BACKGROUND: Hepatic fibrosis is a dynamic, reversible process which can result in liver failure. Diagnosis and monitoring of hepatic fibrosis are clinically important.
PURPOSE: To compare the diagnostic performance of diffusion kurtosis imaging (DKI), intravoxel incoherent motion (IVIM), and monoexponential diffusion-weighted imaging (DWI) to detect clinically significant fibrosis (≥ F2).
MATERIAL AND METHODS: This retrospective study was approved by Institutional Review Board and the requirement of informed consent was waived. One hundred and six patients were included who underwent liver multiple b-value DWI (10 b-values at 0-1000 s/mm2) at 1.5 T and were histologically diagnosed with hepatic fibrosis. Apparent diffusion coefficient (ADC), DKI-derived apparent kurtosis ( Kapp) and diffusivity ( Dapp), and IVIM-derived true diffusion ( Dt), pseudodiffusion ( D*), and perfusion fraction ( f) were compared between no or early fibrosis (F0-1, n = 19) and clinically significant fibrosis (≥ F2, n = 87). Diagnostic performance was evaluated with receiver operating characteristic (ROC) analysis.
RESULTS: F2-4 had a significantly lower D* (59.9±16.3 vs. 86.2±21.0 [×10-3 mm2/s]) and Dapp (3.46±0.79 vs. 4.07 ± 0.76 [×10-3 mm2/s]) but higher Kapp (1.10±0.18 vs. 0.98±0.12) than F0-1 ( P < 0.01). ADC, Dt, and f did not show significant difference between two groups ( P > 0.05).
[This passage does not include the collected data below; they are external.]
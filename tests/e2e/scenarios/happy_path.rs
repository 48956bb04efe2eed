use crate::harness::{Assertion, Scenario};
use vex_core::PathStatus;

#[test]
fn test_add_commit_settles_status() {
    Scenario::new("add_commit")
        .with_include("*.py")
        .write("hello.py", b"print('hello')\n")
        .add(&["hello.py"])
        .assert_status("/code/hello.py", PathStatus::Added)
        .commit("first")
        .assert_status("/code/hello.py", PathStatus::Tracked)
        .assert_head_message("first")
        .assert(Assertion::TreeHasPath {
            path: "/code/hello.py".into(),
        })
        .run()
        .unwrap();
}

#[test]
fn test_modify_shows_and_commits() {
    Scenario::new("modify_commit")
        .with_include("*.py")
        .write("hello.py", b"v1\n")
        .add(&["hello.py"])
        .commit("v1")
        .write("hello.py", b"v2\n")
        .assert_status("/code/hello.py", PathStatus::Modified)
        .commit("v2")
        .assert_status("/code/hello.py", PathStatus::Tracked)
        .assert_head_message("v2")
        .run()
        .unwrap();
}

#[test]
fn test_forget_untracks_without_touching_disk() {
    Scenario::new("forget")
        .with_include("*.py")
        .write("kept.py", b"still here\n")
        .add(&["kept.py"])
        .forget(&["kept.py"])
        .assert_status("/code/kept.py", PathStatus::Untracked)
        .assert_file("kept.py", b"still here\n")
        .run()
        .unwrap();
}

#[test]
fn test_remove_deletes_from_disk() {
    Scenario::new("remove")
        .with_include("*.py")
        .write("gone.py", b"bye\n")
        .add(&["gone.py"])
        .remove(&["gone.py"])
        .assert_file_absent("gone.py")
        .run()
        .unwrap();
}

#[test]
fn test_restore_overwrites_local_edits() {
    Scenario::new("restore")
        .with_include("*.py")
        .write("work.py", b"committed\n")
        .add(&["work.py"])
        .commit("base")
        .write("work.py", b"scratch edits\n")
        .restore(&["work.py"])
        .assert_file("work.py", b"committed\n")
        .assert_status("/code/work.py", PathStatus::Tracked)
        .run()
        .unwrap();
}

#[test]
fn test_deleted_file_noticed_and_committed() {
    Scenario::new("delete_commit")
        .with_include("*.py")
        .write("doomed.py", b"x\n")
        .add(&["doomed.py"])
        .commit("with file")
        .delete("doomed.py")
        .assert_status("/code/doomed.py", PathStatus::Deleted)
        .commit("without file")
        .assert(Assertion::TreeLacksPath {
            path: "/code/doomed.py".into(),
        })
        .run()
        .unwrap();
}

#[test]
fn test_ignore_rules_hide_files() {
    Scenario::new("ignored")
        .with_include("*.py")
        .with_ignore("secret*")
        .write("open.py", b"x\n")
        .write("secret.py", b"x\n")
        .assert_status("/code/open.py", PathStatus::Untracked)
        .assert(Assertion::StatusAbsent {
            path: "/code/secret.py".into(),
        })
        .run()
        .unwrap();
}

#[test]
fn test_switch_materializes_subtree() {
    Scenario::new("switch_prefix")
        .with_include("*.py")
        .write("top.py", b"top\n")
        .write("sub/inner.py", b"inner\n")
        .add(&["top.py", "sub"])
        .commit("layout")
        .switch("/code/sub")
        .assert_file("inner.py", b"inner\n")
        .assert_file_absent("top.py")
        .switch("/code")
        .assert_file("top.py", b"top\n")
        .assert_file("sub/inner.py", b"inner\n")
        .run()
        .unwrap();
}
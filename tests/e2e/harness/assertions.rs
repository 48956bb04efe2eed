use vex_core::PathStatus;

/// Assertions a scenario can make between steps.
#[derive(Debug)]
pub enum Assertion {
    /// A repository path reports the given status.
    StatusIs {
        path: String,
        status: PathStatus,
    },
    /// A repository path appears nowhere in the status report.
    StatusAbsent { path: String },
    /// A working-copy file holds exactly these bytes.
    FileContains { path: String, content: Vec<u8> },
    /// A working-copy file does not exist.
    FileAbsent { path: String },
    /// The newest applied commit's message.
    HeadMessage { message: String },
    /// Number of commits `log --all` reports.
    LogLen { len: usize },
    /// The head commit's tree contains a repository path.
    TreeHasPath { path: String },
    /// The head commit's tree lacks a repository path.
    TreeLacksPath { path: String },
    /// Number of alternatives `redo:list` reports.
    RedoChoices { len: usize },
    /// Number of actions `undo:list` reports.
    UndoDepth { len: usize },
    /// A branch with this name exists.
    BranchExists { name: String },
    /// Recovery ran on the last restart and rolled back.
    RecoveredRolledBack,
    /// Recovery ran on the last restart and rolled forward.
    RecoveredRolledForward,
    /// No interrupted-transaction leftovers on disk.
    CleanTransactionState,
}
//! Error types for vex_core operations.

use std::path::PathBuf;
use thiserror::Error;

/// Core error type for vex_core operations.
#[derive(Error, Debug)]
pub enum VexError {
    /// Object with the given id was not found in the store.
    #[error("object not found: {0}")]
    NotFound(String),

    /// A store read produced bytes whose hash does not match the name,
    /// or an object's encoding could not be understood.
    #[error("corrupt object at {}: {}", path.display(), reason)]
    CorruptObject {
        /// Path of the offending file
        path: PathBuf,
        /// Description of the corruption
        reason: String,
    },

    /// The action log does not chain correctly.
    #[error("corrupt action log: {0}")]
    CorruptLog(String),

    /// Invalid hex string for object id parsing.
    #[error("invalid object id: {0}")]
    InvalidId(String),

    /// A truncated id prefix matched more than one object.
    #[error("ambiguous id prefix: {0}")]
    AmbiguousPrefix(String),

    /// A command precondition was violated. Always triggers rollback.
    #[error("{0}")]
    Domain(String),

    /// The exclusive repository lock could not be acquired in time.
    #[error("repository is in use by another process")]
    ConcurrentWriter,

    /// A pointer file held something other than one hash or small literal.
    #[error("invalid pointer {name}: {reason}")]
    InvalidPointer {
        /// Pointer name relative to the scratch directory
        name: String,
        /// Description of what's invalid
        reason: String,
    },

    /// An interrupted transaction was found and recovery itself failed.
    #[error("recovery failed: {0}")]
    RecoveryFailed(String),

    /// Serialization to the canonical form failed.
    #[error("encode error: {0}")]
    Encode(String),

    /// I/O error during file operations.
    #[error("I/O error: {0}")]
    Io(#[from] std::io::Error),
}

impl VexError {
    /// Domain error with a formatted message.
    pub fn domain(msg: impl Into<String>) -> Self {
        Self::Domain(msg.into())
    }

    /// Returns a user-facing recovery suggestion for the error, if one exists.
    pub fn recovery_suggestion(&self) -> Option<&'static str> {
        match self {
            Self::CorruptObject { .. } => {
                Some("Run 'vex debug:status' to inspect the store, then 'vex debug:gc' to drop unreachable objects.")
            }
            Self::NotFound(_) => {
                Some("The repository may be damaged. 'vex debug:status' shows which pointers still resolve.")
            }
            Self::CorruptLog(_) => {
                Some("The action log is truncated or damaged. 'vex debug:rollback' discards any half-applied transaction.")
            }
            Self::ConcurrentWriter => {
                Some("Another vex process holds the repository lock. Wait for it to finish.")
            }
            Self::RecoveryFailed(_) => {
                Some("Inspect .vex/plan and .vex/pending manually; 'vex debug:rollback' retries recovery.")
            }
            _ => None,
        }
    }

    /// Process exit code for this error kind.
    pub fn exit_code(&self) -> i32 {
        match self {
            Self::Domain(_) => 1,
            Self::ConcurrentWriter => 4,
            _ => 3,
        }
    }
}

/// Convenience Result type for vex_core operations.
pub type Result<T> = std::result::Result<T, VexError>;
use super::assertions::Assertion;
use super::clock::MockClock;
use super::steps::ScenarioStep;
use super::workspace::TestWorkspace;
use anyhow::{anyhow, Context, Result};
use std::collections::HashMap;
use std::fs;
use std::path::PathBuf;
use vex_core::{Commit, Project, Recovery};

/// Executes scenario steps against a real repository.
pub struct ScenarioRunner {
    workspace: TestWorkspace,
    project: Option<Project>,
    clock: MockClock,
    crashed: bool,
    last_recovery: Option<Recovery>,
    current_step: usize,
}

impl ScenarioRunner {
    /// Initializes a repository over the seeded files.
    pub fn new(
        initial_files: HashMap<String, Vec<u8>>,
        include: Vec<String>,
        ignore: Vec<String>,
    ) -> Result<Self> {
        let workspace = TestWorkspace::with_files(initial_files)?;
        let clock = MockClock::new();
        let project = workspace
            .init_vex(include, ignore)?
            .with_time_provider(clock.as_provider());

        Ok(Self {
            workspace,
            project: Some(project),
            clock,
            crashed: false,
            last_recovery: None,
            current_step: 0,
        })
    }

    /// Index of the step currently executing.
    pub fn current_step(&self) -> usize {
        self.current_step
    }

    /// Runs every step in order.
    pub fn execute(&mut self, steps: &[ScenarioStep]) -> Result<()> {
        for (i, step) in steps.iter().enumerate() {
            self.current_step = i;
            self.execute_step(step)
                .with_context(|| format!("step {}: {:?}", i, step))?;
        }
        Ok(())
    }

    fn project(&self) -> Result<&Project> {
        self.project
            .as_ref()
            .ok_or_else(|| anyhow!("repository not available (crashed?)"))
    }

    fn paths(files: &[String]) -> Vec<PathBuf> {
        files.iter().map(PathBuf::from).collect()
    }

    fn execute_step(&mut self, step: &ScenarioStep) -> Result<()> {
        match step {
            ScenarioStep::WriteFile { path, content } => self.workspace.write_file(path, content),
            ScenarioStep::DeleteFile { path } => {
                fs::remove_file(self.workspace.path().join(path))?;
                Ok(())
            }

            ScenarioStep::Add { files } => {
                self.project()?.add(&Self::paths(files))?;
                Ok(())
            }
            ScenarioStep::Forget { files } => {
                self.project()?.forget(&Self::paths(files))?;
                Ok(())
            }
            ScenarioStep::Remove { files } => {
                self.project()?.remove(&Self::paths(files))?;
                Ok(())
            }
            ScenarioStep::Restore { files } => {
                self.project()?.restore(&Self::paths(files))?;
                Ok(())
            }
            ScenarioStep::Commit { message } => {
                self.project()?.commit(Some(message.clone()))?;
                Ok(())
            }
            ScenarioStep::Prepare => {
                self.project()?.prepare()?;
                Ok(())
            }
            ScenarioStep::Amend { message } => {
                self.project()?.amend(Some(message.clone()))?;
                Ok(())
            }
            ScenarioStep::Switch { prefix } => {
                self.project()?.switch(prefix)?;
                Ok(())
            }
            ScenarioStep::BranchNew { name } => {
                self.project()?.branch_new(name)?;
                Ok(())
            }
            ScenarioStep::BranchOpen { name } => {
                self.project()?.branch_open(name)?;
                Ok(())
            }
            ScenarioStep::BranchSaveas { name } => {
                self.project()?.branch_saveas(name)?;
                Ok(())
            }
            ScenarioStep::Purge { paths } => {
                self.project()?.purge(&Self::paths(paths))?;
                Ok(())
            }

            ScenarioStep::Undo => {
                self.project()?
                    .undo()?
                    .ok_or_else(|| anyhow!("nothing to undo"))?;
                Ok(())
            }
            ScenarioStep::Redo { choice } => {
                self.project()?
                    .redo(*choice)?
                    .ok_or_else(|| anyhow!("nothing to redo"))?;
                Ok(())
            }

            ScenarioStep::Wait { duration } => {
                self.clock.advance(*duration);
                Ok(())
            }

            ScenarioStep::Crash => {
                self.project = None;
                self.crashed = true;
                Ok(())
            }
            ScenarioStep::InterruptedCommitOnDisk => self.fabricate_interrupted_commit(),
            ScenarioStep::Restart => {
                let project = self
                    .workspace
                    .open_vex()?
                    .with_time_provider(self.clock.as_provider());
                self.last_recovery = project.recovered();
                self.project = Some(project);
                self.crashed = false;
                Ok(())
            }

            ScenarioStep::Assert { assertion } => self.check(assertion),
        }
    }

    /// Leaves the on-disk shape of a commit killed between its CAS
    /// installs and the action-log-head swap: staged files in `pending/`
    /// and a plan whose head entry was never applied.
    fn fabricate_interrupted_commit(&mut self) -> Result<()> {
        if self.project.is_some() {
            return Err(anyhow!("crash the process before fabricating its leftovers"));
        }
        let vex_dir = self.workspace.path().join(".vex");
        let head_path = vex_dir.join("scratch/action_log_head");
        let old_head = fs::read_to_string(&head_path)?.trim().to_string();

        fs::create_dir_all(vex_dir.join("pending"))?;
        fs::write(
            vex_dir.join("pending").join("f".repeat(64)),
            b"staged object bytes",
        )?;
        let plan = serde_json::json!([
            { "name": "action_log_head", "old": old_head, "new": "f".repeat(64) },
            { "name": "sessions/dead", "old": null, "new": "e".repeat(64) },
        ]);
        fs::write(vex_dir.join("plan"), serde_json::to_vec(&plan)?)?;
        Ok(())
    }

    fn check(&self, assertion: &Assertion) -> Result<()> {
        match assertion {
            Assertion::StatusIs { path, status } => {
                let report = self.project()?.status()?;
                let actual = report
                    .entries
                    .get(path)
                    .ok_or_else(|| anyhow!("{} not in status report", path))?;
                if actual != status {
                    return Err(anyhow!(
                        "status of {}: expected {}, got {}",
                        path,
                        status,
                        actual
                    ));
                }
                Ok(())
            }
            Assertion::StatusAbsent { path } => {
                let report = self.project()?.status()?;
                if report.entries.contains_key(path) {
                    return Err(anyhow!("{} unexpectedly in status report", path));
                }
                Ok(())
            }
            Assertion::FileContains { path, content } => {
                let actual = self.workspace.read_file(path)?;
                if &actual != content {
                    return Err(anyhow!(
                        "{} holds {:?}, expected {:?}",
                        path,
                        String::from_utf8_lossy(&actual),
                        String::from_utf8_lossy(content)
                    ));
                }
                Ok(())
            }
            Assertion::FileAbsent { path } => {
                if self.workspace.file_exists(path) {
                    return Err(anyhow!("{} unexpectedly exists", path));
                }
                Ok(())
            }
            Assertion::HeadMessage { message } => {
                let log = self.project()?.log(false, 1)?;
                let head = log.first().ok_or_else(|| anyhow!("empty log"))?;
                if &head.message != message {
                    return Err(anyhow!(
                        "head message is '{}', expected '{}'",
                        head.message,
                        message
                    ));
                }
                Ok(())
            }
            Assertion::LogLen { len } => {
                let log = self.project()?.log(true, 1000)?;
                if log.len() != *len {
                    return Err(anyhow!("log has {} entries, expected {}", log.len(), len));
                }
                Ok(())
            }
            Assertion::TreeHasPath { path } => self.tree_check(path, true),
            Assertion::TreeLacksPath { path } => self.tree_check(path, false),
            Assertion::RedoChoices { len } => {
                let choices = self.project()?.redo_list()?;
                if choices.len() != *len {
                    return Err(anyhow!(
                        "{} redo choices, expected {}",
                        choices.len(),
                        len
                    ));
                }
                Ok(())
            }
            Assertion::UndoDepth { len } => {
                let entries = self.project()?.undo_list(1000)?;
                if entries.len() != *len {
                    return Err(anyhow!(
                        "undo depth {}, expected {}",
                        entries.len(),
                        len
                    ));
                }
                Ok(())
            }
            Assertion::BranchExists { name } => {
                let branches = self.project()?.branches()?;
                if !branches.iter().any(|b| &b.name == name) {
                    return Err(anyhow!("no branch named {}", name));
                }
                Ok(())
            }
            Assertion::RecoveredRolledBack => match self.last_recovery {
                Some(Recovery::RolledBack) => Ok(()),
                other => Err(anyhow!("expected rolled-back recovery, got {:?}", other)),
            },
            Assertion::RecoveredRolledForward => match self.last_recovery {
                Some(Recovery::RolledForward) => Ok(()),
                other => Err(anyhow!("expected rolled-forward recovery, got {:?}", other)),
            },
            Assertion::CleanTransactionState => {
                let status = self.project()?.debug_status()?;
                if status.pending || status.plan {
                    return Err(anyhow!("interrupted transaction leftovers on disk"));
                }
                Ok(())
            }
        }
    }

    fn tree_check(&self, path: &str, expect_present: bool) -> Result<()> {
        let project = self.project()?;
        let log = project.log(false, 1)?;
        let head = log.first().ok_or_else(|| anyhow!("empty log"))?;
        let commit: Commit = project.store().get_typed(head.id)?;
        let flat = vex_core::tree::flatten(project.store(), commit.root_tree)?;
        let present = flat.contains_key(path);
        if present != expect_present {
            return Err(anyhow!(
                "{} {} in the head tree",
                path,
                if present { "unexpectedly" } else { "not" }
            ));
        }
        Ok(())
    }
}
The area under the ROC curve for diagnosis of clinically significant fibrosis (≥ F2) was significantly larger in D* (0.89; 95% CI = 0.81-0.94) than Dapp (0.73; 95% CI = 0.63-0.81) and Kapp (0.75; 95% CI = 0.65-0.83) ( P = 0.017 and 0.012, respectively).
CONCLUSION: IVIM-DWI might be more suitable for detecting hepatic fibrosis than the monoexponential and kurtosis model, and D* showed a better diagnostic performance to detect clinically significant fibrosis than other parameters.